[Date Prev][Date Next][Thread Prev][Thread Next][Date Index][Thread Index]
Re: Deterministic transactions from the local bus side
Hi Yves,
I give .... up on all the text...... a simple block-diagram for the HW
and a simple flow-diagram for SW
would be very handy indeed.
Kindest regards,
Martijn Emons
Yves Chartier wrote:
> Thank you all for your comments.
>
> I would like to give more details about a possible configuration with
> numbers:
>
> A. A typical setup would be to use 4 inexpensive 1U rack servers with
> a single 64 bit PCI slot.
>
> B. That slot would be used by a board housing a custom link (ex: 16
> bit at 66 MHz) aimed at feeding data to the image mixer through a flat
> cable. That board could comprise a FIFO in order to obtain maximum
> peak bandwidth from the 9656 or another master chip.
>
> C. The image mixer would be another 1U rack enclosure with 4 inputs,
> each having a peak bandwidth of 128 MB/s.
>
> D. The output of the mixer would have to sustain 256 MB/s.
>
> E. The custom hardware image mixer would be managed by a real time OS
> like QNX.
>
> 1. Overall, it seems quite easy because each system has to provide 64
> MB/s sustained. There is enough power from all those 4 PCs. The only
> problem is the determinism of the whole system. The image mixer
> comprises also buffers made with SRAMs able to accommodate the 4 links
> in the same time. With a ping pong or other image buffer
> configurations, the determinism problem is shifted to a page level
> which gives more time (ex: 10 milliseconds or more). But still, it has
> to be managed properly.
>
> 2. From your comments, it seems for me that the Image Mixer Manager
> (IMM) has to call the shots in the following manner:
>
> * It send image processing requests to each image processing
> server through a TCP/IP link.
> * Whenever one image is processed, it is placed in the allocated
> memory output area. I suppose there is a way with Windows NT to
> block further access to that memory space until it will be read
> by the IMM. I suppose also that, even with Windows NT, this
> memory space may be set up as a physical contiguous segment (ex:
> 4 MB). Then a TCP/IP message is sent to the IMM mentioning the
> start pointer and the length of the image. More than one image
> may be stored in a queue to obtain an elastic buffer of few
> images in order to keep an absolute determinism. We are not
> concerned by the overall latency as long as when the process is
> started, it stays clean.
> * The IMM has then the responsibility to gather those images by
> programming the 9656 from the local side.
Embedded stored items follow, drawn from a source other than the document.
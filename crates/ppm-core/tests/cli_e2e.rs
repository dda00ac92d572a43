//! End-to-end tests of the `ppm` binary against the purchasing fixtures.

use assert_cmd::Command;
use predicates::prelude::*;
use serde_json::Value;
use std::path::{Path, PathBuf};
use tempfile::TempDir;

fn fixture(name: &str) -> PathBuf {
    Path::new(env!("CARGO_MANIFEST_DIR"))
        .join("tests/fixtures")
        .join(name)
}

/// A `ppm` command that cannot see the user's own configuration.
fn ppm(config_dir: &TempDir) -> Command {
    let mut cmd = Command::cargo_bin("ppm").expect("ppm binary should exist");
    cmd.env_remove("PPM_PARAMS")
        .env_remove("PPM_RUN_CONFIG")
        .env_remove("RUST_LOG")
        .env("PPM_CONFIG_DIR", config_dir.path())
        .env("XDG_CONFIG_HOME", config_dir.path())
        .env("PPM_LOG", "error");
    cmd
}

fn predict_args() -> Vec<String> {
    vec![
        "predict".into(),
        fixture("purchasing.csv").display().to_string(),
        "--params".into(),
        fixture("params.json").display().to_string(),
        "--predictions".into(),
        fixture("predictions.jsonl").display().to_string(),
    ]
}

fn stdout_json(output: &std::process::Output) -> Value {
    serde_json::from_slice(&output.stdout).expect("stdout should be JSON")
}

mod predict {
    use super::*;

    #[test]
    fn arg_max_run_reconstructs_timestamps() {
        let dir = TempDir::new().unwrap();
        let output = ppm(&dir).args(predict_args()).output().unwrap();
        assert!(output.status.success(), "{}", String::from_utf8_lossy(&output.stderr));

        let batch = stdout_json(&output);
        assert_eq!(batch["summary"]["cases"]["total"], 2);
        assert_eq!(batch["summary"]["variant"], "arg_max");
        assert!(batch["summary"]["config"]["params_hash"].is_string());

        let records = batch["records"].as_array().unwrap();
        assert_eq!(records.len(), 5);

        let first = &records[0];
        assert_eq!(first["caseid"], "C1");
        assert_eq!(first["pref_size"], 1);
        assert_eq!(first["ac_prefix"], serde_json::json!(["Create PO"]));
        assert_eq!(first["ac_expect"], "Approve PO");
        assert_eq!(first["ac_pred"], "Approve PO");
        assert_eq!(first["rl_pred"], "Manager");
        assert_eq!(first["tm_pred"], 900.0);
        assert_eq!(first["end_timestamp_expected"], "2021-01-01T09:00:00");
        assert_eq!(first["end_timestamp_pred"], "2021-01-01T08:15:00");

        let last_c1 = &records[2];
        assert_eq!(last_c1["ac_expect"], Value::Null);
        assert_eq!(last_c1["ac_pred"], "End");
        assert_eq!(last_c1["end_timestamp_expected"], "2021-01-01T12:00:00");
        assert_eq!(last_c1["end_timestamp_pred"], "2021-01-01T10:15:00");

        // the second case restarts at its own anchor
        assert_eq!(records[3]["caseid"], "C2");
        assert_eq!(records[3]["end_timestamp_pred"], "2021-01-02T10:30:00");
    }

    #[test]
    fn multi_pred_emits_ranked_lists() {
        let dir = TempDir::new().unwrap();
        let output = ppm(&dir)
            .args(predict_args())
            .args(["--variant", "multi_pred", "--multiprednum", "2"])
            .output()
            .unwrap();
        assert!(output.status.success());

        let batch = stdout_json(&output);
        let first = &batch["records"][0];
        assert_eq!(first["ac_pred"], serde_json::json!(["Approve PO", "Pay"]));
        assert_eq!(first["ac_prob"], serde_json::json!([0.9, 0.1]));
        assert_eq!(batch["summary"]["prediction_count"], 2);
    }

    #[test]
    fn too_many_predictions_is_a_config_error() {
        let dir = TempDir::new().unwrap();
        ppm(&dir)
            .args(predict_args())
            .args(["--variant", "multi_pred", "--multiprednum", "9"])
            .assert()
            .code(11)
            .stdout(predicate::str::contains("\"status\":\"error\""));
    }

    #[test]
    fn unknown_variant_is_rejected_by_the_parser() {
        let dir = TempDir::new().unwrap();
        ppm(&dir)
            .args(predict_args())
            .args(["--variant", "beam"])
            .assert()
            .failure()
            .stderr(predicate::str::contains("unknown variant 'beam'"));
    }

    #[test]
    fn csv_output_goes_to_the_requested_file() {
        let dir = TempDir::new().unwrap();
        let out = dir.path().join("results.csv");
        ppm(&dir)
            .args(predict_args())
            .args(["--format", "csv", "--output"])
            .arg(&out)
            .assert()
            .success()
            .stdout(predicate::str::is_empty());

        let text = std::fs::read_to_string(&out).unwrap();
        let mut lines = text.lines();
        let header = lines.next().unwrap();
        assert!(header.starts_with("caseid,ac_prefix,ac_expect,ac_pred"));
        assert!(header.contains("tm_pred"));
        assert_eq!(lines.count(), 5);
    }

    #[test]
    fn summary_format_is_one_line() {
        let dir = TempDir::new().unwrap();
        ppm(&dir)
            .args(predict_args())
            .args(["-f", "summary"])
            .assert()
            .success()
            .stdout(predicate::str::contains("5 records from 2/2 cases (arg_max, n=1), 0 failed"));
    }

    #[test]
    fn missing_prediction_aborts_with_predictor_exit_code() {
        let dir = TempDir::new().unwrap();
        let partial = dir.path().join("partial.jsonl");
        let full = std::fs::read_to_string(fixture("predictions.jsonl")).unwrap();
        let kept: Vec<&str> = full
            .lines()
            .filter(|l| !(l.contains("\"C2\"") && l.contains("\"pref_size\": 2")))
            .collect();
        std::fs::write(&partial, kept.join("\n")).unwrap();

        let mut args = predict_args();
        args[5] = partial.display().to_string();
        let output = ppm(&dir).args(&args).output().unwrap();
        assert_eq!(output.status.code(), Some(14));
        let error = stdout_json(&output);
        assert_eq!(error["status"], "error");
        assert_eq!(error["error"]["code"], 60);

        // the same gap is skipped under skip_case
        let output = ppm(&dir)
            .args(&args)
            .arg("--run-config")
            .arg(fixture("run_skip.toml"))
            .output()
            .unwrap();
        assert_eq!(output.status.code(), Some(3));
        let batch = stdout_json(&output);
        assert_eq!(batch["summary"]["cases"]["failed"], 1);
        assert_eq!(batch["records"].as_array().unwrap().len(), 3);
        assert_eq!(batch["summary"]["failures"][0]["item_id"], "C2");

        // human formats list the skipped cases on stderr
        ppm(&dir)
            .args(&args)
            .arg("--run-config")
            .arg(fixture("run_skip.toml"))
            .args(["-f", "summary"])
            .assert()
            .code(3)
            .stdout(predicate::str::contains("3 records from 1/2 cases"))
            .stderr(predicate::str::contains("Partial success: 1 of 2 cases completed"))
            .stderr(predicate::str::contains("C2: case C2, prefix 2"));
    }

    #[test]
    fn dual_timestamp_run_writes_both_channels() {
        let dir = TempDir::new().unwrap();
        let output = ppm(&dir)
            .arg("predict")
            .arg(fixture("purchasing_dual.csv"))
            .arg("--params")
            .arg(fixture("params_dual.json"))
            .arg("--run-config")
            .arg(fixture("run_dual.toml"))
            .arg("--predictions")
            .arg(fixture("predictions_dual.jsonl"))
            .args(["-f", "jsonl"])
            .output()
            .unwrap();
        assert!(output.status.success(), "{}", String::from_utf8_lossy(&output.stderr));

        let lines: Vec<Value> = String::from_utf8_lossy(&output.stdout)
            .lines()
            .map(|l| serde_json::from_str(l).unwrap())
            .collect();
        assert_eq!(lines.len(), 4);
        assert_eq!(lines[1]["dur_pred"], 900.0);
        assert_eq!(lines[1]["wait_pred"], 3600.0);
        assert_eq!(lines[1]["wait_prefix"], serde_json::json!([0.0, 1800.0]));
        assert!(lines[1].get("tm_pred").is_none());
        assert_eq!(lines[3]["end_timestamp_pred"], "2021-01-02T10:35:00");
    }

    #[test]
    fn next_mode_is_refused() {
        let dir = TempDir::new().unwrap();
        ppm(&dir)
            .args(predict_args())
            .arg("--run-config")
            .arg(fixture("run_next.toml"))
            .assert()
            .code(11);
    }

    #[test]
    fn missing_params_is_a_config_error() {
        let dir = TempDir::new().unwrap();
        ppm(&dir)
            .args([
                "-f",
                "summary",
                "predict",
                fixture("purchasing.csv").to_str().unwrap(),
                "--predictions",
                fixture("predictions.jsonl").to_str().unwrap(),
            ])
            .assert()
            .code(11)
            .stderr(predicate::str::contains("PPM_PARAMS"));
    }

    #[test]
    fn params_resolve_from_config_dir() {
        let dir = TempDir::new().unwrap();
        std::fs::copy(fixture("params.json"), dir.path().join("params.json")).unwrap();
        ppm(&dir)
            .args([
                "-f",
                "summary",
                "predict",
                fixture("purchasing.csv").to_str().unwrap(),
                "--predictions",
                fixture("predictions.jsonl").to_str().unwrap(),
            ])
            .assert()
            .success();
    }
}

mod ingest {
    use super::*;

    #[test]
    fn summary_counts_cases_and_events() {
        let dir = TempDir::new().unwrap();
        ppm(&dir)
            .args(["ingest", fixture("purchasing.csv").to_str().unwrap(), "-f", "summary"])
            .assert()
            .success()
            .stdout(predicate::str::contains("2 cases, 5 events (2..=3 per case)"));
    }

    #[test]
    fn raw_jsonl_lists_transitions() {
        let dir = TempDir::new().unwrap();
        let output = ppm(&dir)
            .args(["ingest", fixture("purchasing.csv").to_str().unwrap(), "--raw", "-f", "jsonl"])
            .output()
            .unwrap();
        assert!(output.status.success());
        let text = String::from_utf8(output.stdout).unwrap();
        // five real events plus two sentinels per case
        assert_eq!(text.lines().count(), 9);
        let first: Value = serde_json::from_str(text.lines().next().unwrap()).unwrap();
        assert_eq!(first["task"], "Start");
        assert_eq!(first["event_type"], "complete");
    }

    #[test]
    fn unsupported_extension_is_an_input_error() {
        let dir = TempDir::new().unwrap();
        let log = dir.path().join("log.xes");
        std::fs::write(&log, "<log/>").unwrap();
        ppm(&dir)
            .args(["ingest", log.to_str().unwrap()])
            .assert()
            .code(12)
            .stdout(predicate::str::contains("\"code\":20"));
    }

    #[test]
    fn bad_timestamp_names_the_row() {
        let dir = TempDir::new().unwrap();
        let log = dir.path().join("bad.csv");
        std::fs::write(
            &log,
            "caseid,task,user,end_timestamp\nC1,Pay,Clerk,yesterday\n",
        )
        .unwrap();
        ppm(&dir)
            .args(["-f", "summary", "ingest", log.to_str().unwrap()])
            .assert()
            .code(12)
            .stderr(predicate::str::contains("row 2"));
    }
}

mod check {
    use super::*;

    #[test]
    fn valid_configuration_passes() {
        let dir = TempDir::new().unwrap();
        let output = ppm(&dir)
            .args(["check", "--params", fixture("params.json").to_str().unwrap()])
            .output()
            .unwrap();
        assert!(output.status.success());
        let report = stdout_json(&output);
        assert_eq!(report["status"], "ok");
        let names: Vec<&str> = report["checks"]
            .as_array()
            .unwrap()
            .iter()
            .filter_map(|c| c["check"].as_str())
            .collect();
        assert_eq!(names, ["params", "plan"]);
    }

    #[test]
    fn next_mode_fails_the_plan_check() {
        let dir = TempDir::new().unwrap();
        ppm(&dir)
            .args([
                "-f",
                "summary",
                "check",
                "--params",
                fixture("params.json").to_str().unwrap(),
                "--run-config",
                fixture("run_next.toml").to_str().unwrap(),
            ])
            .assert()
            .code(11)
            .stdout(predicate::str::contains("[run_config] OK"))
            .stdout(predicate::str::contains("[plan] FAILED"));
    }

    #[test]
    fn missing_params_fails() {
        let dir = TempDir::new().unwrap();
        ppm(&dir)
            .arg("check")
            .assert()
            .code(11)
            .stdout(predicate::str::contains("\"status\": \"failed\""));
    }
}

mod schema_and_version {
    use super::*;

    #[test]
    fn schema_list_names_result_record() {
        let dir = TempDir::new().unwrap();
        ppm(&dir)
            .args(["schema", "--list"])
            .assert()
            .success()
            .stdout(predicate::str::contains("ResultRecord"))
            .stdout(predicate::str::contains("ModelParameters"));
    }

    #[test]
    fn unknown_schema_is_an_argument_error() {
        let dir = TempDir::new().unwrap();
        ppm(&dir)
            .args(["schema", "Plan"])
            .assert()
            .code(10)
            .stderr(predicate::str::contains("unknown schema 'Plan'"));
    }

    #[test]
    fn compact_schema_is_single_line_json() {
        let dir = TempDir::new().unwrap();
        let output = ppm(&dir)
            .args(["schema", "RunConfig", "--compact"])
            .output()
            .unwrap();
        assert!(output.status.success());
        let text = String::from_utf8(output.stdout).unwrap();
        assert_eq!(text.trim_end().lines().count(), 1);
        let schema: Value = serde_json::from_str(&text).unwrap();
        assert!(schema["properties"]["variant"].is_object());
    }

    #[test]
    fn version_reports_json() {
        let dir = TempDir::new().unwrap();
        let output = ppm(&dir).arg("version").output().unwrap();
        assert!(output.status.success());
        let version = stdout_json(&output);
        assert_eq!(version["version"], env!("CARGO_PKG_VERSION"));
    }
}
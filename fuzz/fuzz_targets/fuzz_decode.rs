//! Fuzz target for decoding strategies.
//!
//! Any distribution, including non-finite or negative entries, must be
//! decoded or rejected without panicking.

#![no_main]

use arbitrary::Arbitrary;
use libfuzzer_sys::fuzz_target;
use ppm_core::decode::Strategy;
use rand::rngs::StdRng;
use rand::SeedableRng;

#[derive(Debug, Arbitrary)]
struct Input {
    probs: Vec<f64>,
    count: u8,
    seed: u64,
}

fuzz_target!(|input: Input| {
    let count = usize::from(input.count);
    let mut rng = StdRng::seed_from_u64(input.seed);
    for strategy in [
        Strategy::ArgMax,
        Strategy::RandomChoice,
        Strategy::MultiPred(count),
        Strategy::MultiPredRand(count),
    ] {
        if let Ok(selection) = strategy.select(&input.probs, &mut rng) {
            assert!(selection.indices().iter().all(|&i| i < input.probs.len()));
        }
    }
});
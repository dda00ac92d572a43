//! Configuration validation errors and semantic validation.

use ppm_math::{NormMethod, ScaleError};
use thiserror::Error;

use crate::params::{ModelParameters, VectorizerKind};
use crate::run::{PrefixSource, RunConfig};

/// Validation result type.
pub type ValidationResult<T> = Result<T, ValidationError>;

/// Configuration validation errors.
#[derive(Error, Debug, Clone, PartialEq)]
pub enum ValidationError {
    #[error("I/O error: {0}")]
    IoError(String),

    #[error("Parse error: {0}")]
    ParseError(String),

    #[error("Semantic validation failed: {0}")]
    SemanticError(String),

    #[error("Missing required field: {0}")]
    MissingField(String),

    #[error("Invalid value for {field}: {message}")]
    InvalidValue { field: String, message: String },

    #[error("Unknown normalization method: {0}")]
    UnknownNormMethod(String),

    #[error("multiprednum {requested} out of range 1..={max}")]
    PredictionCount { requested: usize, max: usize },

    #[error("Version mismatch: expected {expected}, got {actual}")]
    VersionMismatch { expected: String, actual: String },
}

impl ValidationError {
    /// Error code for structured error reporting.
    pub fn code(&self) -> u32 {
        match self {
            ValidationError::IoError(_) => 70,
            ValidationError::ParseError(_) => 30,
            ValidationError::SemanticError(_) => 30,
            ValidationError::MissingField(_) => 30,
            ValidationError::InvalidValue { .. } => 30,
            ValidationError::UnknownNormMethod(_) => 31,
            ValidationError::PredictionCount { .. } => 32,
            ValidationError::VersionMismatch { .. } => 30,
        }
    }
}

impl From<ScaleError> for ValidationError {
    fn from(err: ScaleError) -> Self {
        match err {
            ScaleError::UnknownMethod(name) => ValidationError::UnknownNormMethod(name),
            other => ValidationError::InvalidValue {
                field: "scale_args".to_string(),
                message: other.to_string(),
            },
        }
    }
}

impl From<ValidationError> for ppm_common::Error {
    fn from(err: ValidationError) -> Self {
        match err {
            ValidationError::IoError(msg) => ppm_common::Error::Io(std::io::Error::other(msg)),
            ValidationError::UnknownNormMethod(name) => ppm_common::Error::UnknownNormMethod(name),
            ValidationError::PredictionCount { requested, max } => {
                ppm_common::Error::PredictionCountOutOfRange { requested, max }
            }
            other => ppm_common::Error::InvalidConfiguration(other.to_string()),
        }
    }
}

/// Validate a model parameter file on its own.
pub fn validate_params(params: &ModelParameters) -> ValidationResult<()> {
    let major = |v: &str| v.split('.').next().map(str::to_string);
    if major(&params.schema_version) != major(crate::CONFIG_SCHEMA_VERSION) {
        return Err(ValidationError::VersionMismatch {
            expected: crate::CONFIG_SCHEMA_VERSION.to_string(),
            actual: params.schema_version.clone(),
        });
    }

    if params.dim.time_dim == 0 {
        return Err(ValidationError::InvalidValue {
            field: "dim.time_dim".to_string(),
            message: "Must be at least 1".to_string(),
        });
    }

    let method = params.norm()?;
    validate_scale_args(params, method)?;

    params.activities()?;
    params.roles()?;

    if params.vectorizer == VectorizerKind::Inter && params.inter_features.is_empty() {
        return Err(ValidationError::InvalidValue {
            field: "inter_features".to_string(),
            message: "The inter vectorizer needs at least one feature column".to_string(),
        });
    }

    Ok(())
}

fn validate_scale_args(params: &ModelParameters, method: NormMethod) -> ValidationResult<()> {
    match (params.one_timestamp, params.scale_args.is_dual()) {
        (true, true) => {
            return Err(ValidationError::SemanticError(
                "scale_args has dur/wait sub-objects but one_timestamp is true".to_string(),
            ))
        }
        (false, false) if method != NormMethod::Identity => {
            return Err(ValidationError::SemanticError(
                "dual-timestamp models need scale_args.dur and scale_args.wait".to_string(),
            ))
        }
        _ => {}
    }
    params.scale_args.dur().check(method)?;
    if let Some(wait) = params.scale_args.wait() {
        wait.check(method)?;
    }
    Ok(())
}

/// Validate a run configuration against the model it will drive.
pub fn validate_run(run: &RunConfig, params: &ModelParameters) -> ValidationResult<()> {
    if run.variant.is_multi() {
        let max = params.max_predictions();
        if run.multiprednum == 0 || run.multiprednum > max {
            return Err(ValidationError::PredictionCount {
                requested: run.multiprednum,
                max,
            });
        }
    }

    if run.one_timestamp != params.one_timestamp {
        return Err(ValidationError::SemanticError(format!(
            "run one_timestamp={} but the model was trained with one_timestamp={}",
            run.one_timestamp, params.one_timestamp
        )));
    }
    if run.read_options.one_timestamp != run.one_timestamp {
        return Err(ValidationError::SemanticError(format!(
            "read_options.one_timestamp={} disagrees with one_timestamp={}",
            run.read_options.one_timestamp, run.one_timestamp
        )));
    }

    if run.read_options.timeformat.is_empty() {
        return Err(ValidationError::MissingField("read_options.timeformat".to_string()));
    }

    if run.max_parallel == 0 {
        return Err(ValidationError::InvalidValue {
            field: "max_parallel".to_string(),
            message: "Must be at least 1".to_string(),
        });
    }

    if let Some(range) = run.case_filter.event_count_range {
        if range.min > range.max {
            return Err(ValidationError::InvalidValue {
                field: "case_filter.event_count_range".to_string(),
                message: format!("min ({}) must not exceed max ({})", range.min, range.max),
            });
        }
    }

    if let PrefixSource::Prediction { start_prefix } = run.prefix_source {
        if start_prefix == 0 {
            return Err(ValidationError::InvalidValue {
                field: "prefix_source.start_prefix".to_string(),
                message: "Must be at least 1".to_string(),
            });
        }
    }

    Ok(())
}
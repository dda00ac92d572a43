//! Fuzz target for run configuration parsing in every supported format.

#![no_main]

use libfuzzer_sys::fuzz_target;
use ppm_config::run::ConfigFormat;
use ppm_config::RunConfig;

fuzz_target!(|data: &[u8]| {
    let Ok(text) = std::str::from_utf8(data) else {
        return;
    };
    for format in [ConfigFormat::Toml, ConfigFormat::Yaml, ConfigFormat::Json] {
        if let Ok(run) = RunConfig::from_str_with_format(text, format) {
            let _ = run.effective_prediction_count();
        }
    }
});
> * Once the reading of an image by the IMM is done, then the IMM
> send a message to the processing server to unlock the previously
> locked memory space.
>
> With this approach, the coupling between Windows NT and the real time
> OS is reduced to managing few hundred bytes at the maximum, each 10
> milliseconds or more. The only challenging constraints are then that
> the custom hardware of the mixer has to operate at the required speed
> and that the processing power of the servers have to fulfill the
> imaging needs.
>
> 3. I took a look on the documentation of some Intel chipsets. It is
> not obvious to answer simple questions. In the present case, if there
> is a separate PCI 64 bus just for the custom link in the processing
> server, how can we figure out how the chipset will react about sharing
> the host memory bandwidth with that PCI 64 bus ? A server chipset
> usually has more than one PCI bus. It must also keep happy all the
> internal peripherals as well.With those 2 GHz motherboards, we may
> think that a required 64 MB/s sustained rate from a PCI 64 bus is
> nothing compared to the overall bandwidth of the chipset. But let us
> say that we want more bandwidth in order to reduce the number of PCs
> from 4 to 3 or 2. How can we figure it out simply?
>
> Yves Chartier, Eng.
> Epsimage Inc.
> T 450.974.9109
> F 450.974.3628
>
>
>
>
>
> wengt wrote:
>
>> Hi,
>> I disagree with your opinions.
>>
>> A smart software driver scheme can make it happen in 'deterministic'
>> way you
>> want.
>>
>> The following is the skeleton your system and driver may follow to
>> get the
>> implementation order in the 'deterministic' way:
>> 1. The software driver queues all image requests in a list;
>> 2. Never issue second DMA operation instructions to start next DMA
>> operation
>> until the previous DMA operation is finished;
>> 3. All DMA operations strictly follows PCI specifications, i.e., it will
>> occupy PCI bus until both conditions fail to meet:
>> Latency Timer is over and bus nGNT become not available;
>> 4. Keep as few devices on PCI bus as possible. In your case, there
>> are no
>> other boards except one hard disk driver and your many boards as you
>> want.
>> Especially your system disconnect net-board when the system working;
>> 5. Select system with PCI-X or PCI-66/64 bus;
>> 6. Select system with the largest memory space and set page swap area
>> for
>> operating system in disk to 0: prohibit operating system from exchanging
>> data to disk;
>> 7. Eliminate all unnecessary disk operations during boards working
>> period or
>> delay them until the board don't work;
>> 8. Select best combination of CPU and PCI bridge;
>> 9. Select low latency of PCI chip;
>> 10. All boards share the same interrupt pin;
>>
>> Why:
>> 1. Issuing one DMA operation instructions a time is equivalent to
>> reducing
>> the number of board on PCI to compete for PCI to 1;
>> 2. When PCI bus is only one board, the board can run as long clocks
>> as it
>> wants, limited only by bridge capacity;
>>
>> Transactions map on PCI looks like this one:
>> System command to start one DMA;
>> The board starts 2K bytes transaction;
>> The board generates interrupt;
>> System command to start next board DMA;
>> ...
>>
>> Weng
>>
>> -----Original Message-----
>> From: Martijn Emons [mailto:martijn.emons@arcobel.nl]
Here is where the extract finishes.